Parents, however, need not worry their children may be tainted by the less-than-wholesome Barbie as toy giant Mattel Inc. has no plans to mass produce her.
“The project is about creating and imagination. Mattel was very impressed and very happy with the designs, but production is not the main focus,” said associate professor Peter Dean of the School of Design at the university.
Barbie, who has dressed in her best for more than 80 careers over the years, including a U.S. presidential candidate, also betrayed a macabre streak at the university exhibition.
Her hair tied back in a long thick plait, Barbie was dressed from neck to ankle in two-piece flower printed paper pajamas -- much like the paper effigies that superstitious Chinese burn so that their dead ancestors may be waited on in the afterlife.
But the creator of the “Paper Wrap Barbie” said there was nothing hair-raising about that outfit.
“It’s not meant to be macabre. I think Chinese paper effigies are very beautiful and I want people to appreciate them,” said design student Eileen Ng.

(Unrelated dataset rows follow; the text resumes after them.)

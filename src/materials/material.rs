use std::collections::HashMap;
use std::path::PathBuf;

pub type Color = [f32; 3];

/// Which image map of a material a texture feeds.
#[derive(Debug, Clone, Copy, PartialEq, Eq, Hash)]
pub enum MapKind {
    Ambient,
    Diffuse,
    Specular,
    Bump,
}

impl MapKind {
    pub const ALL: [MapKind; 4] = [
        MapKind::Ambient,
        MapKind::Diffuse,
        MapKind::Specular,
        MapKind::Bump,
    ];

    /// Texture unit the map is bound to.
    pub fn slot(self) -> u32 {
        match self {
            MapKind::Ambient => 0,
            MapKind::Diffuse => 1,
            MapKind::Specular => 2,
            MapKind::Bump => 3,
        }
    }

    pub fn flag(self) -> MapFlags {
        return MapFlags(1 << self.slot());
    }
}

/// Bitmask of the maps a material resource carries.
#[derive(Debug, Default, Clone, Copy, PartialEq, Eq, Hash)]
pub struct MapFlags(u32);

impl MapFlags {
    pub const AMBIENT: MapFlags = MapFlags(1);
    pub const DIFFUSE: MapFlags = MapFlags(2);
    pub const SPECULAR: MapFlags = MapFlags(4);
    pub const BUMP: MapFlags = MapFlags(8);

    pub fn empty() -> Self {
        return MapFlags(0);
    }

    pub fn bits(self) -> u32 {
        return self.0;
    }

    pub fn contains(self, other: MapFlags) -> bool {
        return self.0 & other.0 == other.0;
    }

    pub fn insert(&mut self, other: MapFlags) {
        self.0 |= other.0;
    }
}

impl std::ops::BitOr for MapFlags {
    type Output = MapFlags;

    fn bitor(self, rhs: MapFlags) -> MapFlags {
        return MapFlags(self.0 | rhs.0);
    }
}

/// A material as declared in a material library, before any upload.
#[derive(Debug, Clone, Default, PartialEq)]
pub struct MaterialDef {
    pub ambient: Color,
    pub diffuse: Color,
    pub specular: Color,
    pub shininess: f32,
    pub dissolve: f32,
    pub ambient_map: Option<PathBuf>,
    pub diffuse_map: Option<PathBuf>,
    pub specular_map: Option<PathBuf>,
    pub bump_map: Option<PathBuf>,
}

impl MaterialDef {
    pub fn map(&self, kind: MapKind) -> Option<&PathBuf> {
        let map = match kind {
            MapKind::Ambient => &self.ambient_map,
            MapKind::Diffuse => &self.diffuse_map,
            MapKind::Specular => &self.specular_map,
            MapKind::Bump => &self.bump_map,
        };

        // A map directive with no path behaves as if it were absent.
        return map.as_ref().filter(|path| !path.as_os_str().is_empty());
    }

    pub(crate) fn map_mut(&mut self, kind: MapKind) -> &mut Option<PathBuf> {
        match kind {
            MapKind::Ambient => &mut self.ambient_map,
            MapKind::Diffuse => &mut self.diffuse_map,
            MapKind::Specular => &mut self.specular_map,
            MapKind::Bump => &mut self.bump_map,
        }
    }
}

/// Material definitions keyed by name.
#[derive(Debug, Clone, Default, PartialEq)]
pub struct MaterialTable {
    materials: HashMap<String, MaterialDef>,
}

impl MaterialTable {
    pub fn new() -> Self {
        return MaterialTable::default();
    }

    pub fn get(&self, name: &str) -> Option<&MaterialDef> {
        return self.materials.get(name);
    }

    pub fn insert(&mut self, name: impl Into<String>, material: MaterialDef) {
        self.materials.insert(name.into(), material);
    }

    /// Adds every entry of `other`, replacing same-named entries.
    pub fn merge(&mut self, other: MaterialTable) {
        self.materials.extend(other.materials);
    }

    pub fn len(&self) -> usize {
        return self.materials.len();
    }

    pub fn is_empty(&self) -> bool {
        return self.materials.is_empty();
    }

    pub fn names(&self) -> impl Iterator<Item = &str> {
        return self.materials.keys().map(String::as_str);
    }
}
use lineal::{Matrix, Vector};

pub struct Camera {
    pub position: Vector<f32, 3>,
    pub direction: Vector<f32, 3>,
    pub up: Vector<f32, 3>,

    ratio: f32,
    far: f32,
    near: f32,
    fov: f32,
}

impl Camera {
    /// `fov` is the vertical field of view in radians.
    pub fn new(
        position: Vector<f32, 3>,
        direction: Vector<f32, 3>,
        fov: f32,
        ratio: f32,
        near: f32,
        far: f32,
    ) -> Camera {
        return Camera {
            position,
            direction,
            up: Vector::new([0., 1., 0.]),

            fov,
            near,
            far,
            ratio,
        };
    }

    /// Keeps the aspect ratio in step with the surface size. A zero height
    /// (minimized window) leaves the ratio unchanged.
    pub fn resize(&mut self, width: u32, height: u32) {
        if height == 0 {
            return;
        }

        self.ratio = width as f32 / height as f32;
    }

    pub fn ratio(&self) -> f32 {
        return self.ratio;
    }

    pub fn projection_matrix(&self) -> Matrix<f32, 4, 4> {
        return Matrix::projection(self.fov, self.ratio, self.near, self.far);
    }

    pub fn view_matrix(&self) -> Matrix<f32, 4, 4> {
        return Matrix::look_at(self.position, self.direction, self.up);
    }
}
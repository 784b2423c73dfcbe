use std::cell::RefCell;
use std::path::{Path, PathBuf};
use std::rc::Rc;

use anyhow::Context;
use clap::Parser;
use lineal::{Matrix, Vector};

use lumen::app::{App, AppConfig};
use lumen::camera::Camera;
use lumen::gpu::{LayoutHandle, Program};
use lumen::materials::{MapKind, MaterialResource};
use lumen::{DrawTarget, FileSystem, Model, Topology};

/// Loads a Wavefront model and walks its draw ranges every frame.
#[derive(Debug, Parser)]
#[command(name = "lumen", version)]
struct Args {
    /// Model to load.
    #[arg(default_value = "assets/teapot.obj")]
    model: PathBuf,
    /// SPIR-V stage files (`.vert.spv`, `.frag.spv`, `.geom.spv`).
    shaders: Vec<PathBuf>,
}

/// Logs the commands a frame would record.
struct FrameLog {
    draws: usize,
    vertices: u32,
}

impl DrawTarget for FrameLog {
    fn bind_transforms(
        &mut self,
        _model: &Matrix<f32, 4, 4>,
        _view: &Matrix<f32, 4, 4>,
        projection: &Matrix<f32, 4, 4>,
    ) {
        log::trace!(target: "app", "bind transforms, focal length {}", projection[1][1]);
    }

    fn bind_layout(&mut self, layout: &LayoutHandle) {
        log::trace!(target: "app", "bind layout #{}", layout.id());
    }

    fn bind_material(&mut self, material: &MaterialResource) {
        let maps = MapKind::ALL
            .iter()
            .filter(|kind| material.map(**kind).is_some())
            .count();
        log::trace!(target: "app", "bind material with {} map(s)", maps);
    }

    fn draw(&mut self, topology: Topology, start: u32, count: u32) {
        log::trace!(target: "app", "draw {:?} {}..{}", topology, start, start + count);
        self.draws += 1;
        self.vertices += count;
    }
}

fn main() -> anyhow::Result<()> {
    env_logger::Builder::from_env(env_logger::Env::default().default_filter_or("info")).init();

    let Args {
        model: model_path,
        shaders: shader_paths,
    } = Args::parse();

    let config = AppConfig::default().with_title("Lumen");
    let mut app = App::new(config.clone());

    let model: Rc<RefCell<Option<Model>>> = Rc::new(RefCell::new(None));
    let program: Rc<RefCell<Option<Program>>> = Rc::new(RefCell::new(None));
    let camera = Rc::new(RefCell::new(Camera::new(
        Vector::new([0., 0., -5.]),
        Vector::new([0., 0., 1.]),
        45.0f32.to_radians(),
        config.width as f32 / config.height as f32,
        0.1,
        500.,
    )));

    {
        let model = model.clone();
        let program = program.clone();
        app.on_setup(move |backend| {
            *model.borrow_mut() = Some(Model::load(backend, &FileSystem, &model_path)?);

            if !shader_paths.is_empty() {
                let paths: Vec<&Path> = shader_paths.iter().map(PathBuf::as_path).collect();
                *program.borrow_mut() = Some(Program::load(backend, &FileSystem, &paths)?);
            }

            return Ok(());
        });
    }

    {
        let camera = camera.clone();
        app.resize.subscribe(move |size| camera.borrow_mut().resize(size.width, size.height));
    }

    {
        let camera = camera.clone();
        let mut angle: f32 = 0.;
        app.update.subscribe(move |context| {
            angle += 0.01 * context.delta_time;

            let mut camera = camera.borrow_mut();
            camera.position = Vector::new([5. * angle.sin(), 0., -5. * angle.cos()]);
            camera.direction = Vector::new([-angle.sin(), 0., angle.cos()]);
        });
    }

    {
        let model = model.clone();
        app.render.subscribe(move |context| {
            if let Some(model) = model.borrow().as_ref() {
                let mut frame = FrameLog {
                    draws: 0,
                    vertices: 0,
                };
                model.draw(&camera.borrow(), &mut frame);

                log::trace!(
                    target: "app",
                    "frame {}: {} draw(s), {} vertices",
                    context.frame,
                    frame.draws,
                    frame.vertices
                );
            }
        });
    }

    app.on_teardown(move |backend| {
        if let Some(model) = model.borrow_mut().take() {
            model.release(backend);
        }
        if let Some(program) = program.borrow_mut().take() {
            program.release(backend);
        }
    });

    app.run().context("application failed")?;

    return Ok(());
}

China now manufacturers much of the world’s toys with Hong Kong involved in engineering and tests, and sooner or later, local designing talent will be tapped, Dean said.
“It costs a lot of money to have designers in the U.S. People will be coming to Hong Kong for design work. If Mattel does it, others will follow,” he told Reuters.
“In the future, customers will just need to state their needs, and Hong Kong and China can do the rest.”